LBB> An older project I wanted to ask you about is 'Our Food. Your Answers.' That project was huge, garnering conversation globally in the advertising and the outer world. Can you tell us about the project and how it came about? Did you expect it to be so successful? 

Ian> I started my career at Grip Limited and after six years I felt like it was time to move on. I started talking to Tribal DDB and their creative director LP [Louis-Philippe] Tremblay. They’d just won the McDonald’s business and they had an art director, Derek Blais, who was looking for a partner, and within two weeks we got a food quality perception brief from the McDonald’s. McDonald’s food quality perception was under attack, it was the Super Size Me era. The team at Tribal was really strong and we cracked this thing pretty soon into the process. It was one of those ideas where we brought it to McDonald’s Joel Levesque and in the meeting he was doing the proverbial hand slamming on the table saying, ‘we’ve got to do this thing!’ It was pretty crazy. There was a lot of risk at the time and it was a huge undertaking figuring out how we were going to answer all of these questions, and how we were going to tell the story with all these videos, and what we were willing to reveal about McDonald’s food.

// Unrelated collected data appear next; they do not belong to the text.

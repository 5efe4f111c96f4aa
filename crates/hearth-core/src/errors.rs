use thiserror::Error;

use crate::session::SessionError;

pub type Result<T, E = CoreError> = std::result::Result<T, E>;

#[derive(Debug, Error)]
pub enum CoreError {
    /// A collection was requested with a shape never declared at startup.
    /// Fatal to the request, not to the process.
    #[error("invalid collection identity: {shape}")]
    InvalidIdentity { shape: String },

    /// An external deadline expired while waiting on a resource.
    #[error("resource unavailable: {context}")]
    ResourceUnavailable { context: String },

    /// A session-level call failed. Carries the typed cause and is
    /// propagated to the caller of that one operation, never aggregated
    /// across unrelated accounts.
    #[error("session operation failed for {context}: {source}")]
    SessionOperationFailed {
        context: String,
        #[source]
        source: SessionError,
    },

    /// A derived view observed a mutation it could not reconcile. Debug
    /// builds assert; release builds log and continue.
    #[error("consistency violation: {detail}")]
    ConsistencyViolation { detail: String },

    #[error("persistence error: {0}")]
    Persistence(#[from] std::io::Error),

    #[error("serialization error: {0}")]
    Serde(#[from] serde_json::Error),
}

impl CoreError {
    pub fn session(context: impl Into<String>, source: SessionError) -> Self {
        CoreError::SessionOperationFailed {
            context: context.into(),
            source,
        }
    }
}
use std::cmp::Ordering;

use serde::Serialize;

/// A logged-in account, shown as a section header in the main pane.
#[derive(Debug, Clone, PartialEq, Eq, Serialize)]
pub struct Account {
    pub user_id: String,
    pub display_name: String,
    pub avatar_url: Option<String>,
}

impl Account {
    /// A fresh account entry; the display name defaults to the user id until
    /// the profile is fetched.
    pub fn new(user_id: impl Into<String>) -> Self {
        let user_id = user_id.into();
        Self {
            display_name: user_id.clone(),
            user_id,
            avatar_url: None,
        }
    }
}

impl Ord for Account {
    fn cmp(&self, other: &Self) -> Ordering {
        (self.display_name.to_lowercase(), &self.user_id)
            .cmp(&(other.display_name.to_lowercase(), &other.user_id))
    }
}

impl PartialOrd for Account {
    fn partial_cmp(&self, other: &Self) -> Option<Ordering> {
        Some(self.cmp(other))
    }
}

#[cfg(test)]
mod tests {
    use super::*;

    #[test]
    fn sorts_by_display_name_then_id() {
        let mut a = Account::new("@zed:example.org");
        a.display_name = "Alice".into();
        let b = Account::new("@bob:example.org");

        assert!(a < b, "display name wins over user id");
    }
}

It turned out that really there was nothing to hide and the truth was going to be way more powerful and the only thing that was really going to be able to diffuse some of the myth. It wasn’t like on launch day that we just hit a button and solved everything, there was a lot of fear from all of us at the beginning that it wasn’t going to be successful. The questions were trickling in and it didn’t seem to be catching fire but then some of the videos began going viral and in the end we began to see the impact. But it was definitely one of the scarier ones! 





LBB> What has been keeping you busy outside of work during lockdown? Do you have any new hobbies to tell us about?

Ian> Running! When the gyms closed, I laced up and headed out. All the runners out there know why it’s so addictive, but it’s also fun from a data standpoint. In terms of hardware, I use a Garmin Forerunner 235 to track my runs. The data (pace, route, heart rate, etc.) pulls into the Garmin Connect app, which I’ve also linked to Strava, which is basically a social network for athletes and their biometric stats. It’s amazing how shaving even one second off your average time can motivate you to push harder. The chase is real. Even when the person you’re chasing is you.